Сургучев пожал плечами.
— От деревни одни воспоминания. Нет деревни. Погибла деревня. Колхоз — это нечто непередаваемое. Вот представьте себе такую картинку: весь скот согнан в одно место. А в этом «одном месте» нет ни помещений, ни кормов. Работа идет по наряду. Каждый день колхозник мотается по разным работам. А уж какова эта работа — лучше не говорить. Скот голодный, без ухода, без хозяйского глаза. Падеж огромный, ибо лечить нечем и некому. И все это как будто никого не трогает. Колхознику все равно на все наплевать. Ведь его лишили имущества и у него пропал всякий интерес к хозяйству, к работе. Все голодны, все злы. Но все же — колхозники живы. В счет кабальных сделок о предоставлении колхозами рабсилы в рудники Донбасса, им дают продовольственные ссуды. Но вне колхоза гибель. Осенью всех обобрала центральная власть. Заметьте — не местная власть, а специально командированные на места члены правительства. И вся неколхозная трудоспособная деревня вымерла. Улицы пусты, все заросло бурьяном. В райисполкоме и губисполкоме оперируют страшными цифрами умерших от голода. Да, как это ни странно, но мы должны быть счастливы, что живем в лагерях. Здесь все-таки как-то можно жить. А там — смерть.

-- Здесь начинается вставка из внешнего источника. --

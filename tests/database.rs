//! End-to-end tests over a real on-disk database.

use std::{collections::BTreeMap, time::Duration};

use quilldb::{
    schema::DataType, Database, Document, Error, SearchCriteria, Value,
};
use uuid::Uuid;

fn open_db() -> (tempfile::TempDir, Database) {
    let tmp = tempfile::tempdir().unwrap();
    let db = Database::open(tmp.path()).unwrap();
    (tmp, db)
}

fn doc(pairs: &[(&str, Value)]) -> Document {
    let mut doc = Document::new();
    doc.set_id(Uuid::new_v4());
    for (name, value) in pairs {
        doc.set(*name, value.clone());
    }
    doc
}

#[test]
fn insert_then_search_by_field() {
    let (_tmp, db) = open_db();
    let books = db.collection("books").unwrap();

    let mut d = doc(&[("count", Value::Number(3.0))]);
    d.set("title", "Hello");
    let id = d.id().unwrap();
    books.insert(d).unwrap();
    books.refresh().unwrap();

    let result = books
        .search(&SearchCriteria::with_query("title:Hello"))
        .unwrap();
    assert_eq!(result.total_hit_count, 1);
    assert_eq!(result.hit_count, 1);
    assert_eq!(result.items[0].id(), Some(id));

    let schema = books.schema();
    let title = schema.field("title").unwrap();
    assert_eq!(title.data_type, DataType::Text);
    assert!(title.is_tokenized);
    let count = schema.field("count").unwrap();
    assert_eq!(count.data_type, DataType::Number);
    assert!(count.is_sortable);
}

#[test]
fn type_conflict_skips_field_but_keeps_document() {
    let (_tmp, db) = open_db();
    let books = db.collection("books").unwrap();

    books
        .insert(doc(&[("count", Value::Number(3.0))]))
        .unwrap();
    let conflicting = doc(&[("count", Value::Text("three".into()))]);
    let id = conflicting.id().unwrap();
    books.insert(conflicting).unwrap();
    books.refresh().unwrap();

    // The second insert succeeded and its payload is intact.
    let stored = books.get(id).unwrap().unwrap();
    assert_eq!(stored.get("count"), Some(&Value::Text("three".into())));

    // The schema still says Number, and only the first document matches
    // a numeric term.
    assert_eq!(
        books.schema().field("count").unwrap().data_type,
        DataType::Number
    );
    let result = books.search(&SearchCriteria::with_query("count:3")).unwrap();
    assert_eq!(result.total_hit_count, 1);
}

#[test]
fn mismatched_array_elements_are_skipped() {
    let (_tmp, db) = open_db();
    let books = db.collection("books").unwrap();

    let clean = doc(&[(
        "tags",
        Value::Array(vec!["a".into(), "b".into(), "c".into()]),
    )]);
    let g3 = clean.id().unwrap();
    let mixed = doc(&[(
        "tags",
        Value::Array(vec!["a".into(), Value::Number(1.0), "c".into()]),
    )]);
    let g4 = mixed.id().unwrap();
    books.insert(clean).unwrap();
    books.insert(mixed).unwrap();
    books.refresh().unwrap();

    let result = books.search(&SearchCriteria::with_query("tags:a")).unwrap();
    let mut ids: Vec<_> = result.items.iter().filter_map(Document::id).collect();
    ids.sort();
    let mut expected = vec![g3, g4];
    expected.sort();
    assert_eq!(ids, expected);
}

#[test]
fn nested_objects_search_by_dotted_path() {
    let (_tmp, db) = open_db();
    let books = db.collection("books").unwrap();

    let mut author = BTreeMap::new();
    author.insert("name".to_string(), Value::Text("Ada".into()));
    author.insert("age".to_string(), Value::Number(36.0));
    let d = doc(&[("author", Value::Object(author))]);
    let id = d.id().unwrap();
    books.insert(d).unwrap();
    books.refresh().unwrap();

    let schema = books.schema();
    let name = schema.field_by_path("author.name").unwrap();
    assert_eq!(name.data_type, DataType::Text);
    let age = schema.field_by_path("author.age").unwrap();
    assert_eq!(age.data_type, DataType::Number);

    let result = books
        .search(&SearchCriteria::with_query("author.name:Ada"))
        .unwrap();
    assert_eq!(result.total_hit_count, 1);
    assert_eq!(result.items[0].id(), Some(id));
}

#[test]
fn pagination_window_math() {
    let (_tmp, db) = open_db();
    let books = db.collection("books").unwrap();

    for i in 0..25 {
        books
            .insert(doc(&[("n", Value::Number(f64::from(i)))]))
            .unwrap();
    }
    books.refresh().unwrap();

    let criteria = SearchCriteria {
        items_per_page: 10,
        page_number: 3,
        ..Default::default()
    };
    let result = books.search(&criteria).unwrap();
    assert_eq!(result.total_hit_count, 25);
    assert_eq!(result.hit_count, 5);
    assert_eq!(result.page_count, 3);
    assert_eq!(result.items.len(), 5);

    // A page past the end is empty but well-formed.
    let criteria = SearchCriteria {
        items_per_page: 10,
        page_number: 4,
        ..Default::default()
    };
    let result = books.search(&criteria).unwrap();
    assert_eq!(result.hit_count, 0);
    assert_eq!(result.page_count, 3);

    // topN caps the selected set before pagination.
    let criteria = SearchCriteria {
        top_n: 12,
        items_per_page: 10,
        page_number: 2,
        ..Default::default()
    };
    let result = books.search(&criteria).unwrap();
    assert_eq!(result.hit_count, 2);
    assert_eq!(result.total_hit_count, 25);
    assert_eq!(result.page_count, 2);
}

#[test]
fn dropped_collection_fails_then_recreates_empty() {
    let (_tmp, db) = open_db();
    let books = db.collection("books").unwrap();
    books.insert(doc(&[("title", "Hello".into())])).unwrap();
    db.persist_schemas();

    db.drop_collection("books").unwrap();

    // The stale handle is dead.
    assert!(matches!(
        books.search(&SearchCriteria::default()),
        Err(Error::NotFound { .. })
    ));

    // Re-creating by name yields an empty index and a default schema.
    let fresh = db.collection("books").unwrap();
    assert_eq!(fresh.count().unwrap(), 0);
    fresh.refresh().unwrap();
    let result = fresh.search(&SearchCriteria::default()).unwrap();
    assert_eq!(result.total_hit_count, 0);
    assert_eq!(fresh.schema().fields.len(), 3);
    assert!(fresh.schema().field("title").is_none());
}

#[test]
fn sorted_paged_search() {
    let (_tmp, db) = open_db();
    let books = db.collection("books").unwrap();

    for i in 0..7 {
        books
            .insert(doc(&[("rank", Value::Number(f64::from(i)))]))
            .unwrap();
    }
    books.refresh().unwrap();

    let criteria = SearchCriteria {
        sort_by_field: Some("-rank".into()),
        items_per_page: 3,
        page_number: 2,
        ..Default::default()
    };
    let result = books.search(&criteria).unwrap();
    let ranks: Vec<_> = result
        .items
        .iter()
        .map(|d| d.get("rank").cloned().unwrap())
        .collect();
    assert_eq!(
        ranks,
        vec![Value::Number(3.0), Value::Number(2.0), Value::Number(1.0)]
    );
}

#[test]
fn inserted_document_becomes_visible_without_manual_refresh() {
    let (_tmp, db) = open_db();
    let books = db.collection("books").unwrap();
    books
        .insert(doc(&[("title", "eventual".into())]))
        .unwrap();

    // The refresh tick runs every 500 ms; well before a second has
    // passed the commit must be visible to new searchers.
    let deadline = std::time::Instant::now() + Duration::from_secs(5);
    loop {
        let result = books
            .search(&SearchCriteria::with_query("title:eventual"))
            .unwrap();
        if result.total_hit_count == 1 {
            break;
        }
        assert!(
            std::time::Instant::now() < deadline,
            "document not visible after 5s"
        );
        std::thread::sleep(Duration::from_millis(50));
    }
}

#[test]
fn reopen_restores_collections_and_index() {
    let tmp = tempfile::tempdir().unwrap();
    let id;
    {
        let db = Database::open(tmp.path()).unwrap();
        let books = db.collection("books").unwrap();
        let d = doc(&[("title", "persistent words".into())]);
        id = d.id().unwrap();
        books.insert(d).unwrap();
        db.persist_schemas();
    }

    let db = Database::open(tmp.path()).unwrap();
    assert_eq!(db.collection_names(), vec!["books".to_string()]);

    let books = db.collection("books").unwrap();
    let schema = books.schema();
    assert_eq!(schema.field("title").unwrap().data_type, DataType::Text);

    assert!(books.get(id).unwrap().is_some());
    books.refresh().unwrap();
    let result = books
        .search(&SearchCriteria::with_query("title:persistent"))
        .unwrap();
    assert_eq!(result.total_hit_count, 1);
    assert_eq!(result.items[0].id(), Some(id));
}

#[test]
fn full_text_default_field_spans_document() {
    let (_tmp, db) = open_db();
    let books = db.collection("books").unwrap();

    let d = doc(&[
        ("title", "Structure and Interpretation".into()),
        ("year", Value::Number(1985.0)),
    ]);
    let id = d.id().unwrap();
    books.insert(d).unwrap();
    books.refresh().unwrap();

    // Bare terms hit the synthetic catch-all field.
    for query in ["interpretation", "1985"] {
        let result = books.search(&SearchCriteria::with_query(query)).unwrap();
        assert_eq!(result.total_hit_count, 1, "query {query:?}");
        assert_eq!(result.items[0].id(), Some(id));
    }
}

#[test]
fn null_fields_are_findable_by_marker() {
    let (_tmp, db) = open_db();
    let books = db.collection("books").unwrap();

    let with_null = doc(&[("subtitle", Value::Null)]);
    let marked = with_null.id().unwrap();
    books.insert(with_null).unwrap();
    books
        .insert(doc(&[("subtitle", "present".into())]))
        .unwrap();
    books.refresh().unwrap();

    let result = books
        .search(&SearchCriteria::with_query("__subtitle_null__:1"))
        .unwrap();
    assert_eq!(result.total_hit_count, 1);
    assert_eq!(result.items[0].id(), Some(marked));
}

#[test]
fn update_and_delete_round_trip() {
    let (_tmp, db) = open_db();
    let books = db.collection("books").unwrap();

    let original = doc(&[("title", "before".into())]);
    let id = original.id().unwrap();
    books.insert(original).unwrap();

    let mut replacement = Document::new();
    replacement.set_id(id);
    replacement.set("title", "after");
    books.update(replacement).unwrap();
    books.refresh().unwrap();

    assert_eq!(
        books
            .search(&SearchCriteria::with_query("title:before"))
            .unwrap()
            .total_hit_count,
        0
    );
    assert_eq!(
        books
            .search(&SearchCriteria::with_query("title:after"))
            .unwrap()
            .total_hit_count,
        1
    );

    books.delete(id).unwrap();
    books.refresh().unwrap();
    assert_eq!(books.get(id).unwrap(), None);
    assert_eq!(
        books
            .search(&SearchCriteria::default())
            .unwrap()
            .total_hit_count,
        0
    );
}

Наш разговор прервал пришедший Туомайнен.
— Ты, Смородин, сегодня примешь питомник, — обратился он ко мне, вызвав меня в кабинет. — Весь инвентарь тщательно проверь. Обрати внимание — у нас имеется два охотничьих ружья и винтовка-малопулька для отстрела хищных птиц в питомнике. Они будут храниться у тебя и под своею ответственностью будешь их давать, когда надо.
Какой неожиданный сюрприз: три ружья. Правда, это не винтовки, а только охотничьи ружья, но все-таки оружие, и при побеге буду не с голым руками.
Выслушав наставления патрона о разных мелочах приемки, я направился обратно в пушхоз. В конторе питомника мы корпели целый день над приемо-сдаточными ведомостями. Считали и пересчитывали инвентарь, животных и материалы. Наконец, на третий день мы закончили приемку и я стал завом зверсекцией зверосовхоза. Свою кабинку у крольчатника я покинул и поселился в самом лисьем питомнике. Там, в одном из его уголков, в непосредственной близости к клеткам со зверями, находился небольшой дощатый сарайчик, оставшийся еще от времен постройки питомника. В этом сарайчике я и поселился. Сюда не имели доступа даже чекисты, ибо вход в питомник им, как людям посторонним производству, был воспрещен. Лучших условий для подготовки побега трудно было бы найти.
3. МОИ КОМПАНЬОНЫ
Штат питомника был не велик — всего двадцать два человека. Но это был все народ крепкий и здоровый за исключением сторожа питомника, старого егеря Трушина. Хотя ему уже было под семьдесят, но он не терял своей бодрости и был легок на ногу. Старший зверовод Виктор Васильевич Косинов закончил весной срок сидки в лагере и остался здесь по вольному найму. Ему разрешили даже съездить за семьей в Ростов на Дону.
Мало веселого сообщил Косинов в откровенном разговоре о своей поездке. Подтвердил то же самое, о чем пишут в концлагерь со всех концов нашего обширного отечества: голод, людоедство. Больше всего его поразило ругательское отношение населения к ГПУ. Его называли виновником бедствий и проклинали.
— Сижу я однажды на берегу реки за городом, — рассказывает Косинов. — Смотрю: идет высокий такой, лет под тридцать, детина с гармошкой. Нет ли, говорит, чего-нибудь поесть? Дал я ему селедку, да кусок хлеба. Молчит он и ест. Поел, поблагодарил. Ну, говорит, теперь сыграю вам. Играл он артистически хватающие за душу мелодии. А потом как грянет марш «под двуглавым орлом». Эх, говорит, увижу-ли?.. Да так не договорил. Встал и ушел гармонист.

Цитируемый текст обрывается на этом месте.